CD8 (+) T cell response to adenovirusvaccination and subsequent suppression of tumor growth: modeling, simulation and analysis

BACKGROUND: Using immune checkpoint modulators in the clinic to increase the number and activity of cytotoxic T lymphocytes that recognize tumor antigens can prolong survival for metastatic melanoma. Yet, only a fraction of the patient population receives clinical benefit. In short, these clinical trials demonstrate proof-of-principle but optimizing the specific therapeutic strategies remains a challenge. In many fields, CAD (computer-aided design) is a tool used to optimize integrated system behavior using a mechanistic model that is based upon knowledge of constitutive elements. The objective of this study was to develop a predictive simulation platform for optimizing anti-tumor immunity using different treatment strategies. METHODS: To better understand the therapeutic role that cytotoxic CD8 (+) T cells can play in controlling tumor growth, we developed a multi-scale mechanistic model of the biology using impulsive differential equations and calibrated it to a self-consistent data set.
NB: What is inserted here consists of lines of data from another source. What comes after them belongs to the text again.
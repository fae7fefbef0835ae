// src/ingest/providers/mod.rs
pub mod newsapi;
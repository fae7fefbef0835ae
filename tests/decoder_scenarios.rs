// tests/decoder_scenarios.rs
//
// Decoder behaviour against the shipped dictionary (config/symbols.json).

use prophecy_decoder::decoder::{DecodedEntry, NO_MATCH_MESSAGE};
use prophecy_decoder::{Decoder, SymbolDictionary};
use serde_json::json;

fn shipped_decoder() -> Decoder {
    let dict = SymbolDictionary::load("config/symbols.json");
    assert!(!dict.is_empty(), "shipped dictionary should load");
    Decoder::new(dict)
}

#[test]
fn the_number_666_decodes_to_revelation_13_18() {
    let d = shipped_decoder();
    let out = d.decode("the number 666 appears");
    let m = out
        .matches()
        .find(|m| m.name == "666")
        .expect("666 should match");
    assert!(m.symbol.scriptures.iter().any(|s| s == "Revelation 13:18"));
    assert!(!out.is_no_match());
}

#[test]
fn hello_world_is_the_single_sentinel() {
    let d = shipped_decoder();
    let out = d.decode("hello world");
    assert_eq!(out.decoded, vec![DecodedEntry::NoMatch]);
    assert_eq!(
        serde_json::to_value(&out).unwrap(),
        json!({ "decoded": [{ "message": NO_MATCH_MESSAGE }] })
    );
}

#[test]
fn empty_input_is_the_sentinel_too() {
    let d = shipped_decoder();
    assert!(d.decode("").is_no_match());
    assert!(d.decode("   \n\t").is_no_match());
}

#[test]
fn decode_is_idempotent_and_once_per_symbol() {
    let d = shipped_decoder();
    let text = "The dragon, the serpent and the DRAGON again; war, wars and more war.";
    let a = d.decode(text);
    let b = d.decode(text);
    assert_eq!(a, b);

    let names = a.symbol_names();
    let mut dedup = names.clone();
    dedup.sort();
    dedup.dedup();
    assert_eq!(names.len(), dedup.len(), "each symbol at most once: {names:?}");
    assert!(names.contains(&"Dragon"));
    assert!(names.contains(&"Wars and Rumors of Wars"));
}

#[test]
fn results_follow_dictionary_order() {
    let d = shipped_decoder();
    // Dragon precedes Earthquakes in the file even though the text says it later.
    let out = d.decode("An earthquake woke the dragon");
    assert_eq!(out.symbol_names(), vec!["Dragon", "Earthquakes"]);
}

#[test]
fn whole_words_only_for_non_numeric_terms() {
    let d = shipped_decoder();
    assert!(d.decode("Extended warranty offer").is_no_match());
    assert!(d.decode("Babylonian cuneiform exhibit").is_no_match());
}

#[test]
fn missing_dictionary_file_degrades_to_no_match() {
    let d = Decoder::new(SymbolDictionary::load("config/definitely_missing.json"));
    assert!(d.is_empty());
    assert!(d.decode("the number 666 appears").is_no_match());
}
use axum::{routing::get, Router};
use metrics::{describe_counter, gauge};
use metrics_exporter_prometheus::{PrometheusBuilder, PrometheusHandle};

pub struct Metrics {
    pub handle: PrometheusHandle,
}

impl Metrics {
    /// Install the global Prometheus recorder and publish the dictionary size.
    pub fn init(symbol_count: usize) -> anyhow::Result<Self> {
        // Default buckets keep us independent of exporter version differences.
        let handle = PrometheusBuilder::new()
            .install_recorder()
            .map_err(|e| anyhow::anyhow!("prometheus: install recorder: {e}"))?;

        describe_counter!("decode_calls_total", "Texts run through the decoder.");
        describe_counter!(
            "decode_no_match_total",
            "Decodes that returned the no-match sentinel."
        );
        gauge!("decoder_symbols").set(symbol_count as f64);

        Ok(Self { handle })
    }

    /// Returns a router exposing `/metrics` with the Prometheus exposition format.
    pub fn router(&self) -> Router {
        let handle = self.handle.clone();
        Router::new().route(
            "/metrics",
            get(move || {
                let h = handle.clone();
                async move { h.render() }
            }),
        )
    }
}
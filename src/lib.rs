//! drive_mirror - Bulk-download Google Drive folders into a local mirror.
//!
//! This library provides functionality to:
//! - Extract folder IDs from a file of Google Drive links
//! - Count the files below a set of folders
//! - Recursively mirror folders to the local filesystem, skipping files
//!   that are already present and exporting native documents as PDF
//!
//! # Example
//!
//! ```no_run
//! use drive_mirror::{bulk_download, Authenticator, DriveClient, MirrorConfig};
//!
//! #[tokio::main]
//! async fn main() -> anyhow::Result<()> {
//!     let auth = Authenticator::installed_app("client_secrets.json", "credentials.json");
//!     auth.authenticate().await?;
//!     let client = DriveClient::new(auth);
//!
//!     let summary = bulk_download(&client, &MirrorConfig::default()).await?;
//!     println!("{} files downloaded", summary.report.downloaded());
//!
//!     Ok(())
//! }
//! ```

pub mod auth;
pub mod bulk;
pub mod client;
pub mod config;
pub mod counter;
pub mod error;
pub mod logging;
pub mod mirror;
pub mod models;
pub mod progress;
pub mod remote;
pub mod url_parser;

// Re-exports for convenience
pub use auth::Authenticator;
pub use bulk::{bulk_download, RunSummary};
pub use client::DriveClient;
pub use config::MirrorConfig;
pub use counter::{count_all, count_files};
pub use error::{DriveError, Result};
pub use mirror::{FileOutcome, Mirror, UnavailableReason, WalkReport};
pub use models::FileMetadata;
pub use progress::Progress;
pub use remote::{EntryKind, RemoteEntry, RemoteLister};
pub use url_parser::{extract_folder_ids, extract_id, read_folder_ids};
RESULTS: The multi-scale model captures the activation and differentiation of naïve CD8 (+) T cells into effector cytotoxic T cells in the lymph node following adenovirus-mediated vaccination against a tumor antigen, the trafficking of the resulting cytotoxic T cells into blood and tumor microenvironment, the production of cytokines within the tumor microenvironment, and the interactions between tumor cells, T cells and cytokines that control tumor growth. The calibrated model captures the modest suppression of tumor cell growth observed in the B16F10 model, a transplantable mouse model for metastatic melanoma, and was used to explore the impact of multiple vaccinations on controlling tumor growth. CONCLUSIONS: Using the calibrated mechanistic model, we found that the cytotoxic CD8 (+) T cell response was prolonged by multiple adenovirus vaccinations. However, the strength of the immune response cannot be improved enough by multiple adenovirus vaccinations to reduce tumor burden if the cytotoxic activity or local proliferation of cytotoxic T cells in response to tumor antigens is not greatly enhanced. Overall, this study illustrates how mechanistic models can be used for in silico screening of the optimal therapeutic dosage and timing in cancer treatment.